Every year in the summer, at Lindsay Field... Trucks came in on Wednesday... Tents up, and the rides... Loop the loop, chair swings, scrambler, boats, ferris wheel... (one year, two ferris wheels), pirate ship, motorcycle barrel riders, bearded lady, half man half woman, fire eaters, gorilla, monkey boy, elephant (one)to help with the tents, snakes, tunnel of love... pitch til you win, penny pitch, wheels, ring the bell win a teddy bear, squirt the clown's mouth, real rifles target shooting, How did they fit it all in?
And yes, the barkers... "step right up and see jo-jo the monkey boy..." "Girls... six, count them , six... direct from the sheik of araby's harem..." Ten cents to get into the first tent and see them dance... another $.25 to go into the second, inner tent... 21 or older.

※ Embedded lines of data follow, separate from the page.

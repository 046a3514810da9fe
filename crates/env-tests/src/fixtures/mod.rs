//! Typed clients for the services under test.
//!
//! Fixtures borrow the session's shared transport; none of them owns a
//! network client.

pub mod knox;
pub mod secrets;
pub mod sigv4;
pub mod sqs;

pub use knox::KnoxClient;
pub use secrets::SecretsManagerClient;
pub use sqs::SqsClient;
//! Readiness probes against service targets.
//!
//! A probe issues `GET <base><health_path>` up to `attempts` times. Each
//! attempt is bounded by `attempt_timeout`; between attempts the probe sleeps
//! `backoff_step * attempt` (linear backoff). A target is ready when an
//! attempt returns a 2xx status and the payload matches the target's
//! [`ReadinessExpectation`].

use crate::check::{Check, CheckError};
use crate::session::Session;
use crate::targets::{ReadinessExpectation, ServiceTarget, TargetKind};
use crate::transport::{HttpRequest, TransportError};
use async_trait::async_trait;
use serde_json::Value;
use std::future::Future;
use std::time::Duration;
use thiserror::Error;
use tokio::time::{sleep, timeout};
use tracing::{debug, instrument, warn};

/// Default number of probe attempts.
pub const DEFAULT_PROBE_ATTEMPTS: u32 = 3;

/// Default linear backoff step.
pub const DEFAULT_BACKOFF_STEP: Duration = Duration::from_secs(1);

/// Retry policy of a readiness probe.
#[derive(Debug, Clone, PartialEq, Eq)]
pub struct ProbePolicy {
    pub attempts: u32,
    pub backoff_step: Duration,
    pub attempt_timeout: Duration,
}

impl ProbePolicy {
    /// Default attempts and backoff with the given per-attempt timeout.
    pub fn with_attempt_timeout(attempt_timeout: Duration) -> Self {
        Self {
            attempts: DEFAULT_PROBE_ATTEMPTS,
            backoff_step: DEFAULT_BACKOFF_STEP,
            attempt_timeout,
        }
    }

    /// Sleep after the given failed attempt (1-based).
    pub fn delay_after(&self, attempt: u32) -> Duration {
        self.backoff_step.saturating_mul(attempt)
    }
}

/// Why a single attempt did not see a ready target.
#[derive(Debug, Clone, Error, PartialEq, Eq)]
pub enum NotReady {
    #[error("health endpoint returned status {0}")]
    Status(u16),

    #[error("unexpected health payload: {0}")]
    Payload(String),

    #[error(transparent)]
    Transport(TransportError),
}

/// A target failed every probe attempt.
#[derive(Debug, Clone, Error, PartialEq, Eq)]
#[error("{target} not ready after {attempts} attempt(s): {last}")]
pub struct ReadinessFailure {
    pub target: TargetKind,
    pub attempts: u32,
    pub last: NotReady,
}

impl ReadinessFailure {
    pub fn is_timeout(&self) -> bool {
        matches!(&self.last, NotReady::Transport(e) if e.is_timeout())
    }
}

/// Probe one target until ready or out of attempts.
#[instrument(skip_all, fields(target = %target.kind))]
pub async fn probe(session: &Session, target: &ServiceTarget) -> Result<(), ReadinessFailure> {
    let url = target.health_url();
    let url = url.as_str();
    let expectation = target.expectation;

    retry_until_ready(session.profile().probe(), target.kind, move || {
        probe_once(session, url, expectation)
    })
    .await
}

/// Run `attempt` under `policy` until it reports ready or attempts run out.
///
/// Each attempt is bounded by the policy's attempt timeout. A released
/// session ends the loop immediately.
pub async fn retry_until_ready<F, Fut>(
    policy: &ProbePolicy,
    target: TargetKind,
    mut attempt: F,
) -> Result<(), ReadinessFailure>
where
    F: FnMut() -> Fut,
    Fut: Future<Output = Result<(), NotReady>>,
{
    let attempts = policy.attempts.max(1);
    let mut performed = 0;
    let mut last = NotReady::Transport(TransportError::Released);

    for n in 1..=attempts {
        performed = n;

        let outcome = match timeout(policy.attempt_timeout, attempt()).await {
            Ok(outcome) => outcome,
            Err(_) => Err(NotReady::Transport(TransportError::Timeout(
                policy.attempt_timeout,
            ))),
        };

        match outcome {
            Ok(()) => {
                debug!(attempt = n, "Target ready");
                return Ok(());
            }
            Err(NotReady::Transport(TransportError::Released)) => {
                last = NotReady::Transport(TransportError::Released);
                break;
            }
            Err(reason) => {
                warn!(attempt = n, attempts, %reason, "Target not ready");
                last = reason;
            }
        }

        if n < attempts {
            sleep(policy.delay_after(n)).await;
        }
    }

    Err(ReadinessFailure {
        target,
        attempts: performed,
        last,
    })
}

/// Probe several targets concurrently over the shared client.
///
/// Results are returned in the order of `targets`.
pub async fn probe_all(
    session: &Session,
    targets: &[ServiceTarget],
) -> Vec<(TargetKind, Result<(), ReadinessFailure>)> {
    let probes = targets.iter().map(|target| async move {
        (target.kind, probe(session, target).await)
    });

    futures::future::join_all(probes).await
}

async fn probe_once(
    session: &Session,
    url: &str,
    expectation: ReadinessExpectation,
) -> Result<(), NotReady> {
    let response = session
        .send(HttpRequest::get(url))
        .await
        .map_err(NotReady::Transport)?;

    if !response.is_success() {
        return Err(NotReady::Status(response.status));
    }

    check_payload(expectation, &response.body)
}

fn check_payload(expectation: ReadinessExpectation, body: &[u8]) -> Result<(), NotReady> {
    let parse = || {
        serde_json::from_slice::<Value>(body)
            .map_err(|e| NotReady::Payload(format!("invalid JSON: {}", e)))
    };

    match expectation {
        ReadinessExpectation::SuccessStatus => Ok(()),
        ReadinessExpectation::JsonKey(key) => {
            if parse()?.get(key).is_some() {
                Ok(())
            } else {
                Err(NotReady::Payload(format!("missing '{}'", key)))
            }
        }
        ReadinessExpectation::ClusterStatusNotRed => {
            match parse()?.get("status").and_then(Value::as_str) {
                Some("red") => Err(NotReady::Payload("cluster status is red".to_string())),
                Some(_) => Ok(()),
                None => Err(NotReady::Payload("missing 'status'".to_string())),
            }
        }
    }
}

/// Check that passes when its target is ready.
pub struct ReadinessCheck {
    name: String,
    target: ServiceTarget,
}

impl ReadinessCheck {
    pub fn new(name: impl Into<String>, target: ServiceTarget) -> Self {
        Self {
            name: name.into(),
            target,
        }
    }

    pub fn target(&self) -> &ServiceTarget {
        &self.target
    }
}

#[async_trait]
impl Check for ReadinessCheck {
    fn name(&self) -> &str {
        &self.name
    }

    async fn run(&self, session: &Session) -> Result<(), CheckError> {
        probe(session, &self.target).await?;
        Ok(())
    }
}
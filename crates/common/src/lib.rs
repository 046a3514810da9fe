//! Common utilities and types shared across the Yonda verification harness.

#![warn(clippy::pedantic)]

/// Module for secret types that prevent accidental logging
pub mod secret;

/// Module for redacting credentials from response bodies
pub mod redact;

/// Module for identifier types used by the ingestion fixtures
pub mod types;
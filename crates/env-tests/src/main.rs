use clap::Parser;
use env_tests::plan::TestPlan;
use env_tests::{EnvironmentProfile, Selection, Session};
use std::path::PathBuf;
use std::process::ExitCode;
use tokio::signal;
use tracing::{error, info, warn};
use tracing_subscriber::{layer::SubscriberExt, util::SubscriberInitExt};

const EXIT_FAILED: u8 = 1;
const EXIT_SETUP: u8 = 2;
const EXIT_INTERRUPTED: u8 = 130;

/// Verify that a Yonda environment is reachable and minimally functional.
#[derive(Debug, Parser)]
#[command(name = "env-tests", version, about)]
struct Cli {
    /// Tiers to run.
    #[arg(long, value_enum, default_value_t = Selection::All)]
    tier: Selection,

    /// Variable file for the target environment. Variables already set in the
    /// process environment take precedence.
    #[arg(long, value_name = "PATH")]
    env_file: Option<PathBuf>,
}

#[tokio::main]
async fn main() -> ExitCode {
    tracing_subscriber::registry()
        .with(
            tracing_subscriber::EnvFilter::try_from_default_env()
                .unwrap_or_else(|_| "env_tests=info".into()),
        )
        .with(tracing_subscriber::fmt::layer())
        .init();

    let cli = Cli::parse();

    let profile = match &cli.env_file {
        Some(path) => EnvironmentProfile::from_env_file(path),
        None => EnvironmentProfile::from_env(),
    };
    let profile = match profile {
        Ok(profile) => profile,
        Err(e) => {
            error!("Failed to resolve environment profile: {}", e);
            return ExitCode::from(EXIT_SETUP);
        }
    };

    let session = match Session::open(profile) {
        Ok(session) => session,
        Err(e) => {
            error!("Failed to open session: {}", e);
            return ExitCode::from(EXIT_SETUP);
        }
    };

    let plan = TestPlan::standard(session.profile());
    info!(tier = ?cli.tier, "Starting environment checks");

    let report = tokio::select! {
        report = session.run(&plan, cli.tier) => report,
        _ = signal::ctrl_c() => {
            warn!("Interrupted, releasing session");
            session.release();
            return ExitCode::from(EXIT_INTERRUPTED);
        }
    };
    session.release();

    println!("{}", report);

    if report.has_failures() {
        ExitCode::from(EXIT_FAILED)
    } else {
        ExitCode::SUCCESS
    }
}
impl GraphState {
    pub fn new(range: DateRange, today: Date) -> Self {
        let dates = range.expand(today);
        Self {
            range,
            dates,
            enabled: EnabledDatasets::new(),
            cache: PointCache::new(),
            scheduler: FetchScheduler::new(),
        }
    }

    pub fn range(&self) -> &DateRange {
        &self.range
    }

    pub fn dates(&self) -> &[SampleDate] {
        &self.dates
    }

    pub fn enabled(&self) -> &EnabledDatasets {
        &self.enabled
    }

    pub fn is_fetching(&self) -> bool {
        self.scheduler.is_busy()
    }

    pub fn error(&self) -> Option<&str> {
        self.scheduler.error()
    }

    /// Applies `change` to the range and re-expands the sample dates.
    pub fn update_range(&mut self, today: Date, change: impl FnOnce(&mut DateRange)) {
        change(&mut self.range);
        self.dates = self.range.expand(today);
        self.sync();
    }

    pub fn set_enabled(&mut self, variant: Variant, dataset: DatasetId, enabled: bool) -> bool {
        let changed = self.enabled.set(variant, dataset, enabled);
        if changed {
            self.sync();
        }
        changed
    }

    /// Registers cells for every enabled key and current date. Returns how
    /// many cells were new.
    pub fn sync(&mut self) -> usize {
        self.enabled
            .keys()
            .iter()
            .map(|key| self.cache.ensure_keys_exist(key, &self.dates))
            .sum()
    }

    pub fn tick(&mut self) -> Option<PointRequest> {
        let keys = self.enabled.keys();
        self.scheduler.tick(&self.cache, &keys)
    }

    pub fn complete(
        &mut self,
        request: &PointRequest,
        outcome: Result<Option<f64>, ApiError>,
    ) -> Completion {
        self.scheduler.complete(&mut self.cache, request, outcome)
    }

    /// Cells of enabled datasets in the current range that still wait for a
    /// value. Stale dates outside the range are not counted.
    pub fn pending(&self) -> usize {
        let (done, total) = self.progress();
        total - done
    }

    /// `(fetched, total)` over enabled keys and the current sample dates.
    pub fn progress(&self) -> (usize, usize) {
        let keys = self.enabled.keys();
        let total = keys.len() * self.dates.len();
        let done = keys
            .iter()
            .flat_map(|key| self.dates.iter().map(move |date| (key, *date)))
            .filter(|(key, date)| {
                self.cache
                    .read(key, *date)
                    .is_some_and(|cell| cell.is_fetched())
            })
            .count();
        (done, total)
    }

    pub fn project(&self, datasets: &[Dataset]) -> GraphMatrix {
        project(&self.cache, &self.enabled, &self.dates, datasets)
    }
}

In the early years, 1941 - 1945 free admission... after that, they circled the tents, and you paid $.10 to get in. Les Pawson's house backed up to the field, so we'd jump his fence and sneak in through a tent.

If you read "Catcher in the Rye", that was us. Running away with the carnival (no circuses in small towns) was every kid's dream... and yes "Hey Rube" was the alert for trouble.

The most memorable carnival moved out of town on Monday night, after some kind of big ethnic religious feast. Seems they barbequed a lamb... but before that, they sheared the lamb, and the wind blew the wool all over the neighborhood... Was a big event, and Police Chief chased them from Fairlawn all the way to Worcester to clean up the mess...

Funny how one picture brings it back to life.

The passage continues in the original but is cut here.